Having hit the ground running in 2021, many funds in Europe classified as sustainable funds based on art. 9 of the EU SFDR Regulation, have made an about-turn and re-entered article 8, also due to the burdensome obligations in terms of reporting. Hardly anyone has moved in the Italian private capital.
The focus on environmental, social, and governance sustainability goals by asset managers, be they open- or closed-end fund managers, UCITS, or alternatives, is increasingly high, in the wake of international regulation pushing them in that direction. It is a matter of compliance with rules then, but also a matter of opportunities that many market players want to seize.

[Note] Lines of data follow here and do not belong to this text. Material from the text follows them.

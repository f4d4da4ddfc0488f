use crate::error::{Error, Result};
use dotenvy::dotenv;
use std::env;
use std::path::PathBuf;
use std::sync::OnceLock;

/// Ceiling applied to every uploaded file.
pub const DEFAULT_MAX_UPLOAD_BYTES: usize = 10 * 1024 * 1024;

#[derive(Debug, Clone)]
pub struct Config {
    pub server_address: String,
    pub database_url: String,
    pub jwt_secret: String,
    pub session_ttl_hours: i64,
    pub uploads_dir: PathBuf,
    pub max_upload_bytes: usize,
    pub auth_rps: u32,
    pub cors_origins: Vec<String>,
    pub log_format: String,
}

pub static CONFIG: OnceLock<Config> = OnceLock::new();

impl Config {
    pub fn from_env() -> Result<Self> {
        dotenv().ok();

        Ok(Self {
            server_address: get_env("SERVER_ADDRESS")?,
            database_url: get_env("DATABASE_URL")?,
            jwt_secret: get_env("JWT_SECRET")?,
            session_ttl_hours: get_env_parse_or("SESSION_TTL_HOURS", 24)?,
            uploads_dir: env::var("UPLOADS_DIR")
                .map(PathBuf::from)
                .unwrap_or_else(|_| PathBuf::from("./media")),
            max_upload_bytes: get_env_parse_or("MAX_UPLOAD_BYTES", DEFAULT_MAX_UPLOAD_BYTES)?,
            auth_rps: get_env_parse_or("AUTH_RPS", 20)?,
            cors_origins: env::var("CORS_ORIGINS")
                .map(|raw| {
                    raw.split(',')
                        .map(str::trim)
                        .filter(|s| !s.is_empty())
                        .map(str::to_string)
                        .collect()
                })
                .unwrap_or_default(),
            log_format: env::var("LOG_FORMAT").unwrap_or_else(|_| "pretty".to_string()),
        })
    }

    /// True when `DATABASE_URL` selects the in-process store.
    pub fn uses_memory_store(&self) -> bool {
        self.database_url.starts_with("memory:")
    }
}

fn get_env(name: &str) -> Result<String> {
    env::var(name).map_err(|_| Error::Config(format!("Missing environment variable: {}", name)))
}

fn get_env_parse_or<T>(name: &str, default: T) -> Result<T>
where
    T: std::str::FromStr,
    T::Err: std::fmt::Display,
{
    match env::var(name) {
        Ok(raw) => raw
            .parse()
            .map_err(|e| Error::Config(format!("Invalid value for {}: {}", name, e))),
        Err(_) => Ok(default),
    }
}

pub fn init_config() -> Result<()> {
    let config = Config::from_env()?;
    CONFIG
        .set(config)
        .map_err(|_| Error::Config("Configuration has already been initialized".to_string()))?;
    Ok(())
}

pub fn get_config() -> &'static Config {
    CONFIG
        .get()
        .expect("Configuration has not been initialized")
}
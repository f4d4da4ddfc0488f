mod common;

use axum::http::StatusCode;
use common::{Form, TestApp};

#[tokio::test]
async fn admin_routes_require_an_administrator() {
    let app = TestApp::new().await;

    let anonymous = app.get("/admin-panel/dashboard/", None).await;
    assert_eq!(anonymous.status, StatusCode::UNAUTHORIZED);
    assert_eq!(anonymous.redirect_to(), "/accounts/login/");

    let (_, volunteer) = app.volunteer("vic").await;
    let refused = app.get("/admin-panel/dashboard/", Some(&volunteer)).await;
    assert_eq!(refused.status, StatusCode::FORBIDDEN);
    assert_eq!(refused.error(), "Access denied.");
    assert_eq!(refused.redirect_to(), "/");

    let (_, ngo) = app.ngo("habitat", "HB-1").await;
    let refused = app.post("/admin-panel/settings/", Some(&ngo)).await;
    assert_eq!(refused.status, StatusCode::FORBIDDEN);
}

#[tokio::test]
async fn dashboard_counts_accounts_and_upcoming_events() {
    let app = TestApp::new().await;
    app.volunteer("ana").await;
    app.volunteer("ben").await;
    app.ngo("pending-org", "PO-1").await;
    let (_, ngo) = app.approved_ngo("active-org", "AO-1").await;
    app.event(&ngo, "Harvest", 8).await;

    let admin = app.admin_token().await;
    let stats = app.get("/admin-panel/dashboard/", Some(&admin)).await;
    assert_eq!(stats.status, StatusCode::OK);
    assert_eq!(stats.body["total_volunteers"], 2);
    assert_eq!(stats.body["total_ngos"], 2);
    assert_eq!(stats.body["approved_ngos"], 1);
    assert_eq!(stats.body["pending_ngos"], 1);
    assert_eq!(stats.body["total_events"], 1);
    assert_eq!(stats.body["upcoming_events"], 1);
    assert_eq!(stats.body["upcoming_events_list"][0]["title"], "Harvest");

    let queue = app.get("/admin-panel/ngo-approvals/", Some(&admin)).await;
    assert_eq!(queue.body["status_filter"], "pending");
    assert_eq!(queue.body["ngos"].as_array().unwrap().len(), 1);
    assert_eq!(queue.body["total_count"], 2);
}

#[tokio::test]
async fn rejecting_an_ngo_is_a_warning() {
    let app = TestApp::new().await;
    let (user_id, _) = app.ngo("dubious", "DB-1").await;
    let ngo_id = app.ngo_id(user_id).await;
    let admin = app.admin_token().await;

    let res = app
        .post(&format!("/admin-panel/ngo/{}/reject/", ngo_id), Some(&admin))
        .await;
    assert_eq!(res.status, StatusCode::OK);
    assert_eq!(res.body["messages"][0]["level"], "warning");
    assert_eq!(res.messages(), vec!["dubious Foundation has been rejected."]);
    assert_eq!(res.body["data"]["status"], "rejected");
}

#[tokio::test]
async fn deleting_an_ngo_removes_its_account_and_events() {
    let app = TestApp::new().await;
    let (user_id, ngo) = app.approved_ngo("closing", "CL-1").await;
    let event_id = app.event(&ngo, "Farewell", 4).await;
    let (_, volunteer) = app.volunteer("ana").await;
    app.apply(&volunteer, event_id).await;
    let ngo_id = app.ngo_id(user_id).await;
    let admin = app.admin_token().await;

    let res = app
        .post(&format!("/admin-panel/ngo/{}/delete/", ngo_id), Some(&admin))
        .await;
    assert_eq!(res.status, StatusCode::OK);
    assert_eq!(res.messages(), vec!["closing Foundation has been deleted."]);
    assert_eq!(res.redirect_to(), "/admin-panel/ngos/");

    let gone = app.get(&format!("/events/{}/", event_id), None).await;
    assert_eq!(gone.status, StatusCode::NOT_FOUND);
    let mine = app.get("/events/my-events/", Some(&volunteer)).await;
    assert!(mine.body.as_array().unwrap().is_empty());
    let detail = app
        .get(&format!("/admin-panel/ngo/{}/detail/", ngo_id), Some(&admin))
        .await;
    assert_eq!(detail.status, StatusCode::NOT_FOUND);
    let listing = app.get("/admin-panel/ngos/", Some(&admin)).await;
    assert_eq!(listing.body["total_ngos"], 0);
}

#[tokio::test]
async fn deleting_a_volunteer_via_the_panel() {
    let app = TestApp::new().await;
    let (user_id, _) = app.volunteer("leaver").await;
    let admin = app.admin_token().await;

    let detail = app
        .get(&format!("/admin-panel/user/{}/detail/", user_id), Some(&admin))
        .await;
    assert_eq!(detail.body["volunteer"]["username"], "leaver");

    let res = app
        .post(&format!("/admin-panel/user/{}/delete/", user_id), Some(&admin))
        .await;
    assert_eq!(res.messages(), vec!["User leaver has been deleted."]);

    let users = app.get("/admin-panel/users/", Some(&admin)).await;
    assert_eq!(users.body["total_volunteers"], 0);
}

#[tokio::test]
async fn settings_stay_a_single_row_and_unchecked_boxes_read_false() {
    let app = TestApp::new().await;
    let admin = app.admin_token().await;

    let initial = app.get("/admin-panel/settings/", Some(&admin)).await;
    assert_eq!(initial.body["site_name"], "Voluntree");
    assert_eq!(initial.body["send_welcome_email"], true);

    let first = app
        .post_form(
            "/admin-panel/settings/",
            Some(&admin),
            Form::new()
                .text("site_name", "Helping Hands")
                .text("site_tagline", "Give an hour")
                .text("max_event_duration", "6")
                .text("allow_volunteer_registration", "on"),
        )
        .await;
    assert_eq!(first.status, StatusCode::OK, "{}", first.body);
    assert_eq!(first.messages(), vec!["Platform settings updated successfully!"]);

    let second = app
        .post_form(
            "/admin-panel/settings/",
            Some(&admin),
            Form::new().text("site_name", "Helping Hands"),
        )
        .await;
    assert_eq!(second.status, StatusCode::OK, "{}", second.body);
    assert_eq!(app.store.settings_row_count().await, 1);

    let current = app.get("/admin-panel/settings/", Some(&admin)).await;
    assert_eq!(current.body["site_name"], "Helping Hands");
    assert_eq!(current.body["site_tagline"], "");
    assert_eq!(current.body["send_welcome_email"], false);
    assert_eq!(current.body["allow_volunteer_registration"], false);

    let landing = app.get("/", None).await;
    assert_eq!(landing.body["data"]["site_name"], "Helping Hands");

    let bad = app
        .post_form(
            "/admin-panel/settings/",
            Some(&admin),
            Form::new().text("max_event_duration", "a week"),
        )
        .await;
    assert_eq!(bad.status, StatusCode::BAD_REQUEST);
}
mod common;

use axum::http::{header, StatusCode};
use common::{ngo_payload, Form, TestApp};
use serde_json::json;
use voluntree::{
    database::store::NgoRepository,
    models::ngo::NgoStatus,
};

#[tokio::test]
async fn duplicate_identities_are_refused_at_registration() {
    let app = TestApp::new().await;
    app.volunteer("maria").await;

    let same_username = app
        .post_json(
            "/accounts/register/volunteer/",
            None,
            json!({
                "username": "maria",
                "email": "other@example.com",
                "password1": "correct-horse",
                "password2": "correct-horse",
            }),
        )
        .await;
    assert_eq!(same_username.status, StatusCode::CONFLICT);
    assert_eq!(same_username.error(), "A user with that username already exists.");

    let same_email = app
        .post_json(
            "/accounts/register/volunteer/",
            None,
            json!({
                "username": "maria2",
                "email": "maria@example.com",
                "password1": "correct-horse",
                "password2": "correct-horse",
            }),
        )
        .await;
    assert_eq!(same_email.status, StatusCode::CONFLICT);

    app.ngo("greenleaf", "REG-100").await;
    let same_number = app
        .post_json("/accounts/register/ngo/", None, ngo_payload("bluewave", "REG-100"))
        .await;
    assert_eq!(same_number.status, StatusCode::CONFLICT);
    assert_eq!(
        same_number.error(),
        "NGO with this Registration number already exists."
    );
}

#[tokio::test]
async fn mismatched_passwords_fail_validation() {
    let app = TestApp::new().await;
    let res = app
        .post_json(
            "/accounts/register/volunteer/",
            None,
            json!({
                "username": "lee",
                "email": "lee@example.com",
                "password1": "correct-horse",
                "password2": "battery-staple",
            }),
        )
        .await;
    assert_eq!(res.status, StatusCode::BAD_REQUEST);
    assert!(res.body["fields"]["password2"].is_array());
}

#[tokio::test]
async fn login_sets_cookie_and_profile_reads_it() {
    let app = TestApp::new().await;
    app.volunteer("sam").await;

    let bad = app
        .post_json(
            "/accounts/login/",
            None,
            json!({ "username": "sam", "password": "wrong-password" }),
        )
        .await;
    assert_eq!(bad.status, StatusCode::UNAUTHORIZED);
    assert_eq!(bad.error(), "Invalid username or password.");

    let ok = app
        .post_json(
            "/accounts/login/",
            None,
            json!({ "username": "sam", "password": "correct-horse" }),
        )
        .await;
    assert_eq!(ok.status, StatusCode::OK);
    assert_eq!(ok.messages(), vec!["Welcome back, sam!"]);
    let cookie = ok.headers[header::SET_COOKIE].to_str().unwrap().to_string();
    assert!(cookie.starts_with("voluntree_session="));
    assert!(cookie.contains("HttpOnly"));

    let token = ok.body["data"]["token"].as_str().unwrap();
    let profile = app.get("/accounts/profile/", Some(token)).await;
    assert_eq!(profile.status, StatusCode::OK);
    assert_eq!(profile.body["kind"], "volunteer");
    assert_eq!(profile.body["user"]["username"], "sam");
    assert!(profile.body["user"].get("password_hash").is_none());

    let anonymous = app.get("/accounts/profile/", None).await;
    assert_eq!(anonymous.status, StatusCode::UNAUTHORIZED);
    assert_eq!(anonymous.redirect_to(), "/accounts/login/");
}

#[tokio::test]
async fn volunteer_profile_edit_splits_skills() {
    let app = TestApp::new().await;
    let (user_id, token) = app.volunteer("kim").await;

    let res = app
        .post_form(
            "/accounts/profile/edit/volunteer/",
            Some(&token),
            Form::new()
                .text("first_name", "Kim")
                .text("email", "kim@example.com")
                .text("skills", "Cooking, , Driving ")
                .file("profile_picture", "me.png", b"\x89PNG"),
        )
        .await;
    assert_eq!(res.status, StatusCode::OK, "{}", res.body);
    assert_eq!(res.messages(), vec!["Profile updated successfully!"]);

    let profile = app.get("/accounts/profile/", Some(&token)).await;
    assert_eq!(profile.body["skills_list"], json!(["Cooking", "Driving"]));
    let picture = profile.body["profile"]["profile_picture"].as_str().unwrap();
    assert!(picture.starts_with("profiles/volunteers/"));
    assert!(app.media.join(picture).exists());

    let view = app
        .get(&format!("/accounts/volunteer/{}/", user_id), Some(&token))
        .await;
    assert_eq!(view.status, StatusCode::OK);

    let (_, other) = app.volunteer("ola").await;
    let refused = app
        .get(&format!("/accounts/volunteer/{}/", user_id), Some(&other))
        .await;
    assert_eq!(refused.status, StatusCode::FORBIDDEN);
}

#[tokio::test]
async fn new_verification_document_sends_approved_ngo_back_to_review() {
    let app = TestApp::new().await;
    let (user_id, token) = app.approved_ngo("harbor", "H-1").await;
    let ngo_id = app.ngo_id(user_id).await;
    assert_eq!(
        app.store.find_ngo(ngo_id).await.unwrap().unwrap().status,
        NgoStatus::Approved
    );

    let form = Form::new()
        .text("organization_name", "Harbor Trust")
        .text("email", "harbor@example.com")
        .file("verification_document", "license.pdf", b"%PDF-1.4");
    let res = app
        .post_form("/accounts/profile/edit/ngo/", Some(&token), form)
        .await;
    assert_eq!(res.status, StatusCode::OK, "{}", res.body);
    assert_eq!(
        res.messages(),
        vec![
            "Your profile will need re-verification due to document changes.",
            "Organization profile updated successfully!",
        ]
    );

    let ngo = app.store.find_ngo(ngo_id).await.unwrap().unwrap();
    assert_eq!(ngo.status, NgoStatus::Pending);
    assert_eq!(ngo.organization_name, "Harbor Trust");
    assert_eq!(ngo.registration_number, "H-1");

    let wrong_type = app
        .post_form(
            "/accounts/profile/edit/ngo/",
            Some(&token),
            Form::new()
                .text("organization_name", "Harbor Trust")
                .text("email", "harbor@example.com")
                .file("verification_document", "license.exe", b"MZ"),
        )
        .await;
    assert_eq!(wrong_type.status, StatusCode::BAD_REQUEST);
}

#[tokio::test]
async fn logout_clears_the_cookie() {
    let app = TestApp::new().await;
    let res = app.post("/accounts/logout/", None).await;
    assert_eq!(res.status, StatusCode::OK);
    let cookie = res.headers[header::SET_COOKIE].to_str().unwrap();
    assert!(cookie.contains("Max-Age=0"));
}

The problem, however, is that the rules are still in the making and are especially difficult to interpret. So much so that at the end of last February, Morningstar magazine reported that dozens of international funds, alternative and non-alternative, with total assets under management of $175 billion, initially launched boasting the most virtuous label possible (those classified as compatible with the criteria required by Art. 9 of EU Regulation 2019/2088 Sustainable Finance Disclosure Regulation or SFDR) had to backtrack and at the end of 2022 were declassified by the managers themselves as compatible only with the criteria of Art. 8.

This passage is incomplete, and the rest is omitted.